BME Lecture Series: Tom Ellis, Imperial College London

Friday, May 18, 2018 - 4:00 p.m. to Saturday, May 19, 2018 - 3:55 p.m.
3201 Natural Sciences 2
Tom Ellis, Ph.D.

Associate Professor of Bioengineering 

Abstract: Synthetic DNA constructs can be used to reprogram cells to sense, compute and record information, and to produce chemicals, medicines and materials. However, the functions of these constructs can impact their host cell, and conversely the host cell background can also impact the efficiency of the construct function. To uncover how construct function impacts on a host, we used multiplex RNAseq with an in vivo assay to reveal the major transcriptional changes that occur in response to synthetic construct expression. Our systems analysis led us to identify native biosensors for unnatural expression in E. coli strains and exploit these to build a CRISPR/dCas9-based feedback regulation system that automatically adjusts expression to ensure robust growth in many varied conditions. In parallel, to investigate how a host background impacts a construct, we assessed the performance of metabolic pathway-encoding constructs hosted in synthetic yeast strains that have chromosomes that can be rearranged on demand. In vivo deletion and inversion of chromosomal regions quickly enabled new synthetic yeast host cells to be generated with greatly enhanced xylose utilisation, and improved violacein and penicillin biosynthesis.

Bio: Tom Ellis is an associate professor in the Department of Bioengineering at Imperial College London researching synthetic biology and synthetic genomes.
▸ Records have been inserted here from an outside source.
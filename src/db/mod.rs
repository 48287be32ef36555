use sqlx::postgres::{PgPool, PgPoolOptions};
use sqlx::migrate::Migrator;
use std::path::Path;
use std::time::Duration;

use crate::config::Config;

pub mod models;
pub mod orders;
pub mod queries;

pub async fn create_pool(config: &Config) -> Result<PgPool, sqlx::Error> {
    PgPoolOptions::new()
        .max_connections(10)
        .acquire_timeout(Duration::from_secs(5))
        .connect(&config.database_url)
        .await
}

/// Applies the SQL files under `./migrations`.
pub async fn run_migrations(pool: &PgPool) -> anyhow::Result<()> {
    let migrator = Migrator::new(Path::new("./migrations")).await?;
    tracing::info!("Running database migrations...");
    migrator.run(pool).await?;
    tracing::info!("Database migrations completed");
    Ok(())
}

/// True when the error is a Postgres unique constraint violation.
pub fn is_unique_violation(err: &sqlx::Error) -> bool {
    matches!(err, sqlx::Error::Database(db) if db.code().as_deref() == Some("23505"))
}
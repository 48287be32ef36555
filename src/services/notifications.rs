use sqlx::PgPool;

use crate::db::models::Notification;
use crate::domain::OrderStatus;

pub const KIND_ORDER: &str = "order";
pub const KIND_PAYMENT: &str = "payment";
pub const KIND_INVENTORY: &str = "inventory";
pub const KIND_LOYALTY: &str = "loyalty";

pub async fn notify(
    pool: &PgPool,
    user_id: i64,
    kind: &str,
    title: &str,
    message: &str,
) -> Result<Notification, sqlx::Error> {
    sqlx::query_as::<_, Notification>(
        r#"
        INSERT INTO notifications (user_id, kind, title, message)
        VALUES ($1, $2, $3, $4)
        RETURNING id, user_id, kind, title, message, is_read, created_at
        "#,
    )
    .bind(user_id)
    .bind(kind)
    .bind(title)
    .bind(message)
    .fetch_one(pool)
    .await
}

/// Fans a notification out to every admin account. Returns the number of rows written.
pub async fn notify_admins(
    pool: &PgPool,
    kind: &str,
    title: &str,
    message: &str,
) -> Result<u64, sqlx::Error> {
    let result = sqlx::query(
        r#"
        INSERT INTO notifications (user_id, kind, title, message)
        SELECT id, $1, $2, $3 FROM users WHERE role = 'admin'
        "#,
    )
    .bind(kind)
    .bind(title)
    .bind(message)
    .execute(pool)
    .await?;

    Ok(result.rows_affected())
}

pub async fn notify_best_effort(pool: &PgPool, user_id: i64, kind: &str, title: &str, message: &str) {
    if let Err(e) = notify(pool, user_id, kind, title, message).await {
        tracing::warn!(user_id, kind, error = %e, "failed to store notification");
    }
}

/// Title and body shown to the customer when their order changes status.
pub fn order_status_message(order_id: i64, status: OrderStatus) -> (String, String) {
    let title = format!("Order #{} update", order_id);
    let body = match status {
        OrderStatus::Pending => format!("Order #{} has been received and is awaiting confirmation.", order_id),
        OrderStatus::AwaitingPayment => format!("Order #{} is waiting for online payment.", order_id),
        OrderStatus::Paid => format!("Payment for order #{} was received. Thank you!", order_id),
        OrderStatus::Shipping => format!("Order #{} is on its way.", order_id),
        OrderStatus::Delivered => format!("Order #{} has been delivered.", order_id),
        OrderStatus::Completed => format!("Order #{} is complete. Enjoy your meal!", order_id),
        OrderStatus::Cancelled => format!("Order #{} has been cancelled.", order_id),
    };
    (title, body)
}

pub async fn list_for_user(
    pool: &PgPool,
    user_id: i64,
    limit: i64,
    offset: i64,
) -> Result<Vec<Notification>, sqlx::Error> {
    sqlx::query_as::<_, Notification>(
        "SELECT id, user_id, kind, title, message, is_read, created_at
         FROM notifications WHERE user_id = $1
         ORDER BY created_at DESC, id DESC LIMIT $2 OFFSET $3",
    )
    .bind(user_id)
    .bind(limit)
    .bind(offset)
    .fetch_all(pool)
    .await
}

pub async fn unread_count(pool: &PgPool, user_id: i64) -> Result<i64, sqlx::Error> {
    sqlx::query_scalar("SELECT COUNT(*) FROM notifications WHERE user_id = $1 AND NOT is_read")
        .bind(user_id)
        .fetch_one(pool)
        .await
}

/// Marks one notification read. Returns false when it does not belong to the user.
pub async fn mark_read(pool: &PgPool, user_id: i64, id: i64) -> Result<bool, sqlx::Error> {
    let result = sqlx::query("UPDATE notifications SET is_read = TRUE WHERE id = $1 AND user_id = $2")
        .bind(id)
        .bind(user_id)
        .execute(pool)
        .await?;
    Ok(result.rows_affected() > 0)
}

pub async fn mark_all_read(pool: &PgPool, user_id: i64) -> Result<u64, sqlx::Error> {
    let result = sqlx::query("UPDATE notifications SET is_read = TRUE WHERE user_id = $1 AND NOT is_read")
        .bind(user_id)
        .execute(pool)
        .await?;
    Ok(result.rows_affected())
}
Before joining Imperial in 2010, he was a Ph.D. at Cambridge and postdoc at Boston University, in one of the field’s founding groups with Prof James J. Collins. Ellis's research focuses on developing the foundational tools for accelerating and automating design-led synthetic biology, focusing on research projects in yeast (S. cerevisiae) and E. coli model organisms, as well as industrially relevant interesting microbes such as Acetobacter, Geobacillus and Bacillus. He is leader of the UK-funded project to build a synthetic yeast chromosome for the international synthetic yeast project (Sc2.0) and is involved in the global push to develop genome-writing technologies for human cell lines.